İklim Haber'in aktardığına göre, Cook Adaları’ndaki Pasifik Liderleri Toplantısı’nın yan etkinliğinde düzenlenen bir basın toplantısında Albanese, anlaşma kapsamında “her iki ülke de Tuvalu’da güvenlik ve savunma ile ilgili konularda herhangi bir ortaklık, düzenleme veya anlaşmayı karşılıklı olarak kabul etmeyi taahhüt ediyor” dedi.
Bir Avustralya hükümet yetkilisi, bu gerekliliğin Tuvalu tarafından yapılan herhangi bir savunma, polis, liman, telekomünikasyon, enerji veya siber güvenlik anlaşmalarını da kapsadığını belirtti.
Avusturalya’nın diğer Pasifik ülkeleri ile de savunma anlaşmaları bulunuyor.

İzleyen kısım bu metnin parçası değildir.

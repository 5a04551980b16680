//! # Background job configuration
//!
//! [`BackgroundJobConfig`] is built once at startup and shared by producers and
//! workers. It owns one [`BackendConfig`] per supported backend, the
//! [`ObservabilityLayer`] and the [`Clock`] used for scheduling and lock expiry.
//!
//! ## Known jobs
//! Each backend keeps a table of job classes with their default options. In
//! strict mode (the default) building a job whose class is not in the table
//! fails with [`UniqueError::NotDefinedJob`].
//!
//! ```rust
//! use dog_unique::BackgroundJobConfig;
//!
//! let config = BackgroundJobConfig::new();
//! config
//!     .sidekiq()
//!     .load_jobs_json(r#"{"DummyWorker": {"queue": "mailer", "retry": 3}}"#)
//!     .unwrap();
//! assert!(config.sidekiq().job_options("DummyWorker").is_some());
//! ```
//!
//! ## Environment overrides
//! Keys follow the `PREFIX` + `BACKEND__FIELD` convention:
//!
//! ```bash
//! export BGJOB__SIDEKIQ__STRICT=false
//! export BGJOB__SIDEKIQ__NAMESPACE=myapp
//! export BGJOB__FAKTORY__UNIQUE_JOB_ACTIVE=true
//! ```

use parking_lot::RwLock;
use serde::{Deserialize, Serialize};
use serde_json::Value;
use std::collections::HashMap;
use std::sync::atomic::{AtomicBool, Ordering};
use std::sync::Arc;
use tracing::debug;

use crate::middleware::{MiddlewareChain, WorkerChain};
use crate::observability::ObservabilityLayer;
use crate::store::{Clock, SystemClock};
use crate::types::Backend;
use crate::{UniqueError, UniqueResult};

/// Per-class job options, as found in the known-jobs table
#[derive(Debug, Clone, Default, PartialEq, Serialize, Deserialize)]
pub struct JobOptions {
    #[serde(default, skip_serializing_if = "Option::is_none")]
    pub queue: Option<String>,

    /// Backend retry setting: `true`/`false` or a count
    #[serde(default, skip_serializing_if = "Option::is_none")]
    pub retry: Option<Value>,

    /// Uniqueness declaration applied to every job of the class
    #[serde(default, skip_serializing_if = "Option::is_none")]
    pub uniq: Option<Value>,
}

impl JobOptions {
    pub fn new() -> Self {
        Self::default()
    }

    pub fn with_queue(mut self, queue: impl Into<String>) -> Self {
        self.queue = Some(queue.into());
        self
    }

    pub fn with_retry(mut self, retry: impl Into<Value>) -> Self {
        self.retry = Some(retry.into());
        self
    }

    /// `true`, `false` or a policy mapping, as accepted by [`crate::JobMessage::unique`]
    pub fn with_uniq(mut self, uniq: impl Into<Value>) -> Self {
        self.uniq = Some(uniq.into());
        self
    }

    /// Fill unset fields from `fallback`
    pub fn or(self, fallback: &JobOptions) -> Self {
        Self {
            queue: self.queue.or_else(|| fallback.queue.clone()),
            retry: self.retry.or_else(|| fallback.retry.clone()),
            uniq: self.uniq.or_else(|| fallback.uniq.clone()),
        }
    }
}

/// Shared on/off switch for unique jobs on one backend
///
/// Handed to the producer middleware so it reads the live setting.
#[derive(Debug, Clone, Default)]
pub struct ActiveFlag(Arc<AtomicBool>);

impl ActiveFlag {
    pub fn is_active(&self) -> bool {
        self.0.load(Ordering::Acquire)
    }

    pub fn set(&self, active: bool) {
        self.0.store(active, Ordering::Release);
    }
}

/// Settings, known jobs and middleware for one backend
pub struct BackendConfig {
    backend: Backend,
    unique_job_active: ActiveFlag,
    strict: AtomicBool,
    namespace: RwLock<Option<String>>,
    jobs: RwLock<HashMap<String, JobOptions>>,
    middleware: MiddlewareChain,
    worker_middleware: WorkerChain,
}

impl BackendConfig {
    pub fn new(backend: Backend) -> Self {
        Self {
            backend,
            unique_job_active: ActiveFlag::default(),
            strict: AtomicBool::new(true),
            namespace: RwLock::new(None),
            jobs: RwLock::new(HashMap::new()),
            middleware: MiddlewareChain::new(),
            worker_middleware: WorkerChain::new(),
        }
    }

    pub fn backend(&self) -> Backend {
        self.backend
    }

    pub fn unique_job_active(&self) -> bool {
        self.unique_job_active.is_active()
    }

    pub fn set_unique_job_active(&self, active: bool) {
        self.unique_job_active.set(active);
    }

    pub fn active_flag(&self) -> ActiveFlag {
        self.unique_job_active.clone()
    }

    pub fn strict(&self) -> bool {
        self.strict.load(Ordering::Acquire)
    }

    pub fn set_strict(&self, strict: bool) {
        self.strict.store(strict, Ordering::Release);
    }

    /// Key prefix for the backend's own Redis keys (Sidekiq only)
    pub fn namespace(&self) -> Option<String> {
        self.namespace.read().clone()
    }

    pub fn set_namespace(&self, namespace: Option<String>) {
        *self.namespace.write() = namespace.filter(|ns| !ns.is_empty());
    }

    /// Producer interceptors run around every push
    pub fn middleware(&self) -> &MiddlewareChain {
        &self.middleware
    }

    /// Worker interceptors run around every fetched job
    pub fn worker_middleware(&self) -> &WorkerChain {
        &self.worker_middleware
    }

    pub fn jobs(&self) -> HashMap<String, JobOptions> {
        self.jobs.read().clone()
    }

    /// Replace the known-jobs table
    pub fn set_jobs(&self, jobs: HashMap<String, JobOptions>) {
        *self.jobs.write() = jobs;
    }

    pub fn register_job(&self, job_class: impl Into<String>, options: JobOptions) {
        self.jobs.write().insert(job_class.into(), options);
    }

    pub fn job_options(&self, job_class: &str) -> Option<JobOptions> {
        self.jobs.read().get(job_class).cloned()
    }

    /// Load the known-jobs table from a JSON document keyed by class name
    ///
    /// `{"DummyWorker": {"queue": "mailer", "retry": 3, "uniq": {"across": "queue"}}}`
    pub fn load_jobs_json(&self, document: &str) -> UniqueResult<()> {
        let jobs: HashMap<String, JobOptions> = serde_json::from_str(document).map_err(|e| {
            UniqueError::invalid_config(format!(
                "Invalid {} job definitions: {}",
                self.backend, e
            ))
        })?;
        debug!(backend = %self.backend, count = jobs.len(), "Loaded job definitions");
        self.set_jobs(jobs);
        Ok(())
    }

    /// Fail in strict mode when `job_class` is not a known job
    pub fn validate_strict_job(&self, job_class: &str) -> UniqueResult<()> {
        if self.strict() && !self.jobs.read().contains_key(job_class) {
            return Err(UniqueError::NotDefinedJob(job_class.to_string()));
        }
        Ok(())
    }

    /// Options a job gets when neither the caller nor the known-jobs table sets them
    pub fn default_options(&self) -> JobOptions {
        let retry = match self.backend {
            Backend::Sidekiq => Value::Bool(true),
            Backend::Faktory => Value::from(25),
        };
        JobOptions::new().with_queue("default").with_retry(retry)
    }

    /// Merge options: `overrides` > known-jobs table > backend defaults
    pub fn resolve_options(&self, job_class: &str, overrides: JobOptions) -> UniqueResult<JobOptions> {
        self.validate_strict_job(job_class)?;
        let known = self.job_options(job_class).unwrap_or_default();
        Ok(overrides.or(&known).or(&self.default_options()))
    }

    fn apply(&self, field: &str, value: &str) -> UniqueResult<()> {
        match field {
            "unique_job_active" => self.set_unique_job_active(parse_bool(field, value)?),
            "strict" => self.set_strict(parse_bool(field, value)?),
            "namespace" => self.set_namespace(Some(value.to_string())),
            _ => debug!(backend = %self.backend, field, "Ignoring unknown setting"),
        }
        Ok(())
    }
}

fn parse_bool(field: &str, value: &str) -> UniqueResult<bool> {
    value.trim().to_lowercase().parse::<bool>().map_err(|_| {
        UniqueError::invalid_config(format!("{:?} is not a valid value for {}", value, field))
    })
}

/// Process-wide configuration shared by producers and workers
pub struct BackgroundJobConfig {
    sidekiq: BackendConfig,
    faktory: BackendConfig,
    observability: ObservabilityLayer,
    clock: Arc<dyn Clock>,
}

impl BackgroundJobConfig {
    pub fn new() -> Self {
        Self {
            sidekiq: BackendConfig::new(Backend::Sidekiq),
            faktory: BackendConfig::new(Backend::Faktory),
            observability: ObservabilityLayer::new(),
            clock: Arc::new(SystemClock),
        }
    }

    /// Read time through `clock` when building jobs
    pub fn with_clock(mut self, clock: Arc<dyn Clock>) -> Self {
        self.clock = clock;
        self
    }

    pub fn with_observability(mut self, observability: ObservabilityLayer) -> Self {
        self.observability = observability;
        self
    }

    pub fn clock(&self) -> Arc<dyn Clock> {
        self.clock.clone()
    }

    pub fn observability(&self) -> &ObservabilityLayer {
        &self.observability
    }

    pub fn for_backend(&self, backend: Backend) -> &BackendConfig {
        match backend {
            Backend::Sidekiq => &self.sidekiq,
            Backend::Faktory => &self.faktory,
        }
    }

    pub fn sidekiq(&self) -> &BackendConfig {
        &self.sidekiq
    }

    pub fn faktory(&self) -> &BackendConfig {
        &self.faktory
    }

    /// Apply `<PREFIX><BACKEND>__<FIELD>` overrides from the process environment
    pub fn apply_env(&self, prefix: &str) -> UniqueResult<()> {
        self.apply_vars(prefix, std::env::vars())
    }

    /// Apply overrides from `(key, value)` pairs, e.g. `BGJOB__SIDEKIQ__STRICT=false`
    ///
    /// Keys without the prefix are skipped. An unknown backend segment fails with
    /// [`UniqueError::UnsupportedBackend`].
    pub fn apply_vars<I, K, V>(&self, prefix: &str, vars: I) -> UniqueResult<()>
    where
        I: IntoIterator<Item = (K, V)>,
        K: AsRef<str>,
        V: AsRef<str>,
    {
        for (key, value) in vars {
            let Some(stripped) = key.as_ref().strip_prefix(prefix) else {
                continue;
            };
            // SIDEKIQ__UNIQUE_JOB_ACTIVE → sidekiq.unique_job_active
            let normalized = stripped.to_lowercase().replace("__", ".");
            let Some((backend, field)) = normalized.split_once('.') else {
                continue;
            };
            let backend: Backend = backend.parse()?;
            self.for_backend(backend).apply(field, value.as_ref())?;
        }
        Ok(())
    }
}

impl Default for BackgroundJobConfig {
    fn default() -> Self {
        Self::new()
    }
}

#[cfg(test)]
mod tests {
    use super::*;
    use serde_json::json;

    #[test]
    fn test_backend_defaults() {
        let config = BackgroundJobConfig::new();
        let sidekiq = config.sidekiq();
        assert!(!sidekiq.unique_job_active());
        assert!(sidekiq.strict());
        assert_eq!(sidekiq.namespace(), None);
        assert!(sidekiq.middleware().is_empty());
        assert_eq!(
            sidekiq.default_options(),
            JobOptions::new().with_queue("default").with_retry(true)
        );
        assert_eq!(config.faktory().default_options().retry, Some(json!(25)));
    }

    #[test]
    fn test_active_flag_is_shared() {
        let config = BackgroundJobConfig::new();
        let flag = config.sidekiq().active_flag();
        config.sidekiq().set_unique_job_active(true);
        assert!(flag.is_active());
        assert!(!config.faktory().active_flag().is_active());
    }

    #[test]
    fn test_strict_mode_rejects_unknown_jobs() {
        let config = BackgroundJobConfig::new();
        let err = config.sidekiq().validate_strict_job("DummyWorker").unwrap_err();
        assert!(matches!(err, UniqueError::NotDefinedJob(ref class) if class == "DummyWorker"));
        assert!(err.to_string().contains("strict mode"));

        config.sidekiq().register_job("DummyWorker", JobOptions::new());
        assert!(config.sidekiq().validate_strict_job("DummyWorker").is_ok());

        config.sidekiq().set_strict(false);
        assert!(config.sidekiq().validate_strict_job("Other").is_ok());
    }

    #[test]
    fn test_resolve_options_precedence() {
        let config = BackgroundJobConfig::new();
        config
            .sidekiq()
            .register_job("DummyWorker", JobOptions::new().with_queue("mailer"));

        let resolved = config
            .sidekiq()
            .resolve_options("DummyWorker", JobOptions::new())
            .unwrap();
        assert_eq!(resolved, JobOptions::new().with_queue("mailer").with_retry(true));

        let resolved = config
            .sidekiq()
            .resolve_options("DummyWorker", JobOptions::new().with_queue("urgent").with_retry(2))
            .unwrap();
        assert_eq!(resolved, JobOptions::new().with_queue("urgent").with_retry(2));
    }

    #[test]
    fn test_load_jobs_json() {
        let config = BackgroundJobConfig::new();
        config
            .faktory()
            .load_jobs_json(r#"{"IndexWorker": {"queue": "indexing", "retry": false}}"#)
            .unwrap();
        assert_eq!(
            config.faktory().job_options("IndexWorker"),
            Some(JobOptions::new().with_queue("indexing").with_retry(false))
        );

        let err = config.faktory().load_jobs_json("[1, 2]").unwrap_err();
        assert!(err.is_config_error());
    }

    #[test]
    fn test_load_jobs_json_keeps_uniq_declaration() {
        let config = BackgroundJobConfig::new();
        config
            .sidekiq()
            .load_jobs_json(r#"{"DummyWorker": {"queue": "mailer", "uniq": {"across": "systemwide"}}}"#)
            .unwrap();
        let options = config.sidekiq().job_options("DummyWorker").unwrap();
        assert_eq!(options.uniq, Some(json!({"across": "systemwide"})));

        let resolved = config
            .sidekiq()
            .resolve_options("DummyWorker", JobOptions::new().with_uniq(false))
            .unwrap();
        assert_eq!(resolved.uniq, Some(json!(false)));
    }

    #[test]
    fn test_apply_vars() {
        let config = BackgroundJobConfig::new();
        config
            .apply_vars(
                "BGJOB__",
                vec![
                    ("BGJOB__SIDEKIQ__STRICT", "false"),
                    ("BGJOB__SIDEKIQ__NAMESPACE", "myapp"),
                    ("BGJOB__FAKTORY__UNIQUE_JOB_ACTIVE", "TRUE"),
                    ("OTHER__SIDEKIQ__STRICT", "true"),
                ],
            )
            .unwrap();
        assert!(!config.sidekiq().strict());
        assert_eq!(config.sidekiq().namespace().as_deref(), Some("myapp"));
        assert!(config.faktory().unique_job_active());

        let err = config
            .apply_vars("BGJOB__", vec![("BGJOB__RESQUE__STRICT", "true")])
            .unwrap_err();
        assert!(matches!(err, UniqueError::UnsupportedBackend { .. }));

        let err = config
            .apply_vars("BGJOB__", vec![("BGJOB__SIDEKIQ__STRICT", "maybe")])
            .unwrap_err();
        assert!(err.is_config_error());
    }
}
use async_trait::async_trait;
use parking_lot::RwLock;
use serde_json::{Map, Value};
use std::any::TypeId;
use std::sync::Arc;

use crate::jobs::JobPusher;
use crate::types::{Backend, JobMessage};
use crate::UniqueResult;

/// Result of running a push through the producer chain
#[derive(Debug, Clone, PartialEq)]
pub enum PushOutcome {
    /// The backend accepted the job; carries the payload that was sent
    Pushed(Map<String, Value>),

    /// An interceptor stopped the push (e.g. an active uniqueness lock)
    NotAdmitted,
}

impl PushOutcome {
    pub fn is_pushed(&self) -> bool {
        matches!(self, Self::Pushed(_))
    }

    pub fn payload(&self) -> Option<&Map<String, Value>> {
        match self {
            Self::Pushed(payload) => Some(payload),
            Self::NotAdmitted => None,
        }
    }
}

/// Producer-side interceptor wrapping the backend push
///
/// Call `next.run(job, backend)` to continue, or return without calling it to
/// stop the push.
#[async_trait]
pub trait ClientMiddleware: Send + Sync + 'static {
    async fn call(
        &self,
        job: &mut JobMessage,
        backend: Backend,
        next: Next<'_>,
    ) -> UniqueResult<PushOutcome>;
}

/// The rest of the producer chain, ending at the pusher
pub struct Next<'a> {
    rest: &'a [Arc<dyn ClientMiddleware>],
    endpoint: &'a dyn JobPusher,
}

impl<'a> Next<'a> {
    pub async fn run(self, job: &mut JobMessage, backend: Backend) -> UniqueResult<PushOutcome> {
        match self.rest.split_first() {
            Some((head, rest)) => {
                let next = Next {
                    rest,
                    endpoint: self.endpoint,
                };
                head.call(job, backend, next).await
            }
            None => {
                self.endpoint.push(backend, job.payload()).await?;
                Ok(PushOutcome::Pushed(job.payload().clone()))
            }
        }
    }
}

/// Interceptors keyed by their concrete type, in registration order
pub(crate) struct Entries<T: ?Sized> {
    entries: RwLock<Vec<(TypeId, Arc<T>)>>,
}

impl<T: ?Sized> Entries<T> {
    pub(crate) fn new() -> Self {
        Self {
            entries: RwLock::new(Vec::new()),
        }
    }

    // Replaces in place when the type is already installed
    pub(crate) fn add(&self, type_id: TypeId, entry: Arc<T>) {
        let mut entries = self.entries.write();
        match entries.iter_mut().find(|(id, _)| *id == type_id) {
            Some(slot) => slot.1 = entry,
            None => entries.push((type_id, entry)),
        }
    }

    pub(crate) fn exists(&self, type_id: TypeId) -> bool {
        self.entries.read().iter().any(|(id, _)| *id == type_id)
    }

    pub(crate) fn remove(&self, type_id: TypeId) -> bool {
        let mut entries = self.entries.write();
        let before = entries.len();
        entries.retain(|(id, _)| *id != type_id);
        entries.len() != before
    }

    pub(crate) fn clear(&self) {
        self.entries.write().clear();
    }

    pub(crate) fn len(&self) -> usize {
        self.entries.read().len()
    }

    /// Cloned handles, so no guard is held across an await
    pub(crate) fn snapshot(&self) -> Vec<Arc<T>> {
        self.entries.read().iter().map(|(_, e)| e.clone()).collect()
    }
}

/// Ordered producer interceptors for one backend
///
/// The first interceptor added runs first and wraps all the others. The chain
/// holds no per-job state and is reused for every push.
pub struct MiddlewareChain {
    entries: Entries<dyn ClientMiddleware>,
}

impl MiddlewareChain {
    pub fn new() -> Self {
        Self {
            entries: Entries::new(),
        }
    }

    /// Install an interceptor; installing the same type again replaces it
    pub fn add<M: ClientMiddleware>(&self, middleware: M) {
        self.entries.add(TypeId::of::<M>(), Arc::new(middleware));
    }

    pub fn exists<M: ClientMiddleware>(&self) -> bool {
        self.entries.exists(TypeId::of::<M>())
    }

    pub fn remove<M: ClientMiddleware>(&self) -> bool {
        self.entries.remove(TypeId::of::<M>())
    }

    pub fn clear(&self) {
        self.entries.clear();
    }

    pub fn len(&self) -> usize {
        self.entries.len()
    }

    pub fn is_empty(&self) -> bool {
        self.len() == 0
    }

    /// Run `job` through every interceptor and, unless one stops it, `endpoint`
    pub async fn invoke(
        &self,
        job: &mut JobMessage,
        backend: Backend,
        endpoint: &dyn JobPusher,
    ) -> UniqueResult<PushOutcome> {
        let chain = self.entries.snapshot();
        let next = Next {
            rest: &chain,
            endpoint,
        };
        next.run(job, backend).await
    }
}

impl Default for MiddlewareChain {
    fn default() -> Self {
        Self::new()
    }
}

Bunun yanı sıra, Çin’in Solomon Adaları ile bir güvenlik anlaşması yaptığı bölgede Çin, Solomon Adaları’nın emniyet güçleri ve altyapı çalışmaları hakkındaki projelerini de genişletiyor. Tuvalu ise anlaşma ile Avustralya‘yı birincil güvenlik ortağı olarak konumlandırma konusunda çok daha ileri gidiyor.
Avustralya, iklim değişikliği nedeniyle deniz seviyesinin yükselme tehdidi altında olan Tuvalu’dan yılda 280 kişinin göç etmesine izin verecek. Tuvalu’nun nüfusu ise yaklaşık 11 bin.
Natano, Tuvalu’nun anlaşmayı, “iklim değişikliği tehdidi ve jeostratejik zorluklar karşısında birbirimizi korumak ve desteklemek” amacıyla talep ettiğini belirtti.
Natano aynı zamanda yıllık vize kontenjanı ile Avustralya’ya yapılacak göçün “beyin göçüne” neden olacağını da ifade etti.
Albanese, “Avustralya-Tuvalu birliği, Avustralya’nın Pasifik ailesinin bir parçası olduğu kabul edilen önemli bir gün olarak görülecek” diye konuştu.
Bunun yanı sıra, başkent Funafuti’deki toprakları yaklaşık %6 oranında genişletmek amacıyla Tuvalu’daki arazi ıslahı için de fon sağlanacak.
Avustralya ve Hawaii’nin ortasında yer alan dokuz alçak adadan oluşan Tuvalu, iklim değişikliği kaynaklı etkiler nedeniyle dünyanın en fazla risk altında bulunan ülkelerinden birisi ve uzun zamandır uluslararası dikkati bu konuya çekmek için çaba harcıyor.
Tuvalu, geçen yıl düzenlenen COP27 iklim zirvesine, ülkenin dijital bir versiyonunu inşa etmeyi planladığını, bu sayede adaları ve önemli yerleri kopyalayarak tarihini ve kültürünü korumayı amaçladığını bildirmişti.
Geçen ay Canberra ve Washington tarafından Pasifik’te deniz altından çekilecek bir kablo hattını finanse etme planı da duyuruldu. Plana göre yalnızca uydu bağlantısı bulunan Tuvalu’nun ilk kez kablolu hattı olacak.
Bir Avustralya hükümet yetkilisi, Pasifik Adaları ile daha derin ekonomik ve sosyal entegrasyon sağlamayı bölgeyi güvenli tutmanın bir yolu olarak görüyor.